Glider is a program which allows you to program a bot to basically play World of Warcraft for you to level up your character while you are away. First released in 2005, the bot has earned over $3.5 million selling for $25 a pop. Back in 2006, Blizzard sued MDY Industries and Glider author Michael Donnelly for infringing on its copyrights and breaching the contract of the End User License Agreement (EULA) you sign every time you patch WoW. In July 2008, a local court awarded Blizzard $6.5 million but the case was appealed to the 9th Circuit and that court’s decision today again found that Glider was illegal, but, as we reported earlier, not for copyright infringement as Blizzard had argued. Instead, the court found that Glider was made to specifically circumvent the Warden protection program put in place to detect such activity, and that this violated the Digital Millenium Copyright Act. But because of a call for a retrial on a point about damages and all that is at stake for both parties, we will likely see this saga continue.

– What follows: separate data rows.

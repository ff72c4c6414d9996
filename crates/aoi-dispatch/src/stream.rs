//! Reframes upstream byte streams for the caller's response sink.
//!
//! Two copy strategies: SSE line framing with `data: [DONE]` bookkeeping,
//! and raw chunked passthrough. Both refuse to treat an empty upstream body
//! as success and both synthesize the completion marker when the upstream
//! never sent one.

use async_trait::async_trait;
use bytes::Bytes;
use futures::{Stream, StreamExt};

use crate::errors::{AbortSignal, DispatchError};

/// Terminal SSE frame synthesized when the upstream omits it.
pub const DONE_FRAME: &str = "data: [DONE]\n\n";

const DONE_LINE: &str = "data: [DONE]";

/// Incremental response writer provided by the upstream server layer.
/// Status and headers must be written before the first body write.
#[async_trait]
pub trait ResponseSink: Send {
    async fn write_status(&mut self, status: u16) -> std::io::Result<()>;
    async fn insert_header(&mut self, name: &str, value: &str) -> std::io::Result<()>;
    async fn write(&mut self, chunk: &[u8]) -> std::io::Result<()>;
    async fn flush(&mut self) -> std::io::Result<()>;
}

/// Outcome of one body copy.
#[derive(Clone, Copy, Debug, Default)]
pub struct StreamStats {
    pub bytes_received: u64,
    pub done_seen: bool,
    pub done_synthesized: bool,
}

/// Copy an SSE (or SSE-wrapped) upstream body to the sink.
///
/// When `is_sse` is false the upstream body is not SSE-framed: the whole
/// body is read, newlines are collapsed and it is emitted as a single
/// `data:` frame so structured payloads are never split mid-frame.
pub async fn process_sse<S>(
    mut body: S,
    sink: &mut dyn ResponseSink,
    is_sse: bool,
    abort: &AbortSignal,
) -> Result<StreamStats, DispatchError>
where
    S: Stream<Item = Result<Bytes, reqwest::Error>> + Unpin,
{
    let mut stats = StreamStats::default();

    if !is_sse {
        let mut collected = String::new();
        while let Some(chunk) = body.next().await {
            if abort.is_aborted() {
                return Err(DispatchError::Aborted);
            }
            let bytes = chunk.map_err(DispatchError::StreamRead)?;
            stats.bytes_received += bytes.len() as u64;
            collected.push_str(&String::from_utf8_lossy(&bytes));
        }
        if stats.bytes_received == 0 {
            return Err(DispatchError::EmptyStream);
        }
        let collapsed: String = collected.chars().filter(|c| *c != '\n' && *c != '\r').collect();
        sink.write(format!("data: {collapsed}\n\n").as_bytes()).await?;
        sink.flush().await?;
        stats.done_synthesized = true;
        sink.write(DONE_FRAME.as_bytes()).await?;
        sink.flush().await?;
        return Ok(stats);
    }

    let mut line_buffer = String::new();
    while let Some(chunk) = body.next().await {
        if abort.is_aborted() {
            return Err(DispatchError::Aborted);
        }
        let bytes = chunk.map_err(DispatchError::StreamRead)?;
        stats.bytes_received += bytes.len() as u64;
        line_buffer.push_str(&String::from_utf8_lossy(&bytes));

        while let Some(newline) = line_buffer.find('\n') {
            let line: String = line_buffer.drain(..=newline).collect();
            if line.trim() == DONE_LINE {
                stats.done_seen = true;
            }
            sink.write(line.as_bytes()).await?;
            sink.flush().await?;
        }
    }

    // Trailing partial line without a terminator.
    if !line_buffer.is_empty() {
        if line_buffer.trim() == DONE_LINE {
            stats.done_seen = true;
        }
        sink.write(line_buffer.as_bytes()).await?;
        sink.flush().await?;
    }

    if stats.bytes_received == 0 {
        return Err(DispatchError::EmptyStream);
    }
    if !stats.done_seen {
        stats.done_synthesized = true;
        sink.write(DONE_FRAME.as_bytes()).await?;
        sink.flush().await?;
    }
    Ok(stats)
}

/// Copy a raw chunked upstream body to the sink, flushing after every
/// non-empty read. Applies the same empty-body and completion-marker rules
/// as the SSE path on EOF.
pub async fn process_http_stream<S>(
    mut body: S,
    sink: &mut dyn ResponseSink,
    abort: &AbortSignal,
) -> Result<StreamStats, DispatchError>
where
    S: Stream<Item = Result<Bytes, reqwest::Error>> + Unpin,
{
    let mut stats = StreamStats::default();

    while let Some(chunk) = body.next().await {
        if abort.is_aborted() {
            return Err(DispatchError::Aborted);
        }
        let bytes = chunk.map_err(DispatchError::StreamRead)?;
        if bytes.is_empty() {
            continue;
        }
        stats.bytes_received += bytes.len() as u64;
        sink.write(&bytes).await?;
        sink.flush().await?;
    }

    if stats.bytes_received == 0 {
        return Err(DispatchError::EmptyStream);
    }
    stats.done_synthesized = true;
    sink.write(DONE_FRAME.as_bytes()).await?;
    sink.flush().await?;
    Ok(stats)
}
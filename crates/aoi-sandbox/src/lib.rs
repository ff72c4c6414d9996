//! Sandbox session pool for the aoi integration gateway.
//!
//! Maintains a fixed-size set of remote code-execution sessions with
//! stacking allocation, creation retries, health checking and idle
//! scale-down, on top of an abstract control-plane seam.

pub mod control;
pub mod errors;
pub mod http;
pub mod pool;
pub mod types;

#[allow(unused_imports)]
pub use control::*;
#[allow(unused_imports)]
pub use errors::*;
#[allow(unused_imports)]
pub use http::*;
#[allow(unused_imports)]
pub use pool::*;
#[allow(unused_imports)]
pub use types::*;
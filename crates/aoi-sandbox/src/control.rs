//! Control-plane seam between the pool and the remote sandbox runtime.

use async_trait::async_trait;
use serde::{Deserialize, Serialize};

use crate::errors::ControlPlaneError;
use crate::types::{ExecuteCodeReq, ExecuteCodeResp};

/// Remote session lifecycle states reported by the control plane.
#[derive(Clone, Copy, Debug, PartialEq, Eq, Serialize, Deserialize)]
#[serde(rename_all = "snake_case")]
pub enum SessionStatus {
    Creating,
    Running,
    Failed,
    Terminated,
}

impl SessionStatus {
    /// States a tracked session is allowed to be in between health checks.
    pub fn is_healthy(self) -> bool {
        matches!(self, SessionStatus::Running | SessionStatus::Creating)
    }
}

/// Status detail returned by a session query.
#[derive(Clone, Debug, Serialize, Deserialize)]
pub struct SessionStatusDetail {
    pub status: SessionStatus,
    #[serde(skip_serializing_if = "Option::is_none")]
    pub message: Option<String>,
}

/// Provisioning parameters for one remote session.
#[derive(Clone, Debug, Serialize, Deserialize)]
pub struct SessionSpec {
    pub session_id: String,
    pub template_id: String,
    pub cpu: f64,
    pub memory_mb: u64,
    pub disk_gb: u64,
    pub timeout_secs: u64,
}

/// Operations the pool needs from the sandbox runtime. Implementations must
/// be safe to call concurrently; the pool never holds its lock across these
/// calls.
#[async_trait]
pub trait SandboxControlPlane: Send + Sync {
    /// Query one session. `Ok(None)` means the session does not exist.
    async fn query_session(
        &self,
        session_id: &str,
    ) -> Result<Option<SessionStatusDetail>, ControlPlaneError>;

    async fn create_session(&self, spec: &SessionSpec) -> Result<(), ControlPlaneError>;

    async fn delete_session(&self, session_id: &str) -> Result<(), ControlPlaneError>;

    /// Run code synchronously on an existing session.
    async fn execute_code(
        &self,
        session_id: &str,
        request: &ExecuteCodeReq,
    ) -> Result<ExecuteCodeResp, ControlPlaneError>;
}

Earlier court precedent has upheld the fact that consumers don’t legally own a copy of games or other software but only own a license to operate it on their machines. The important thing here is that Blizzard was arguing that because the EULA states that cheating or bot programs of any type infringe on its copyrights. The decision said that just because Blizzard says it, doesn’t necessarily make it so, weakening the power that software-makers wield in enforcing EULAs.
Blizzard is also claiming that Glider resulted in lost revenue from subscriptions and is asking for MDY Industries to pay those damages. The amount that Blizzard is asking for is not known, but it was stated that the company pays $940,000 a year in dealing with customer complaints about bots. The 9th Circuit Court did not make a decision on this point, and asked for a retrial.
So it’s likely that we will see the three-year drama of Blizzard vs. Glider continue, at the very least to figure out whether MDY will pay damages. It’s also possible that either side will apply for the case to be heard before the Supreme Court of the United States.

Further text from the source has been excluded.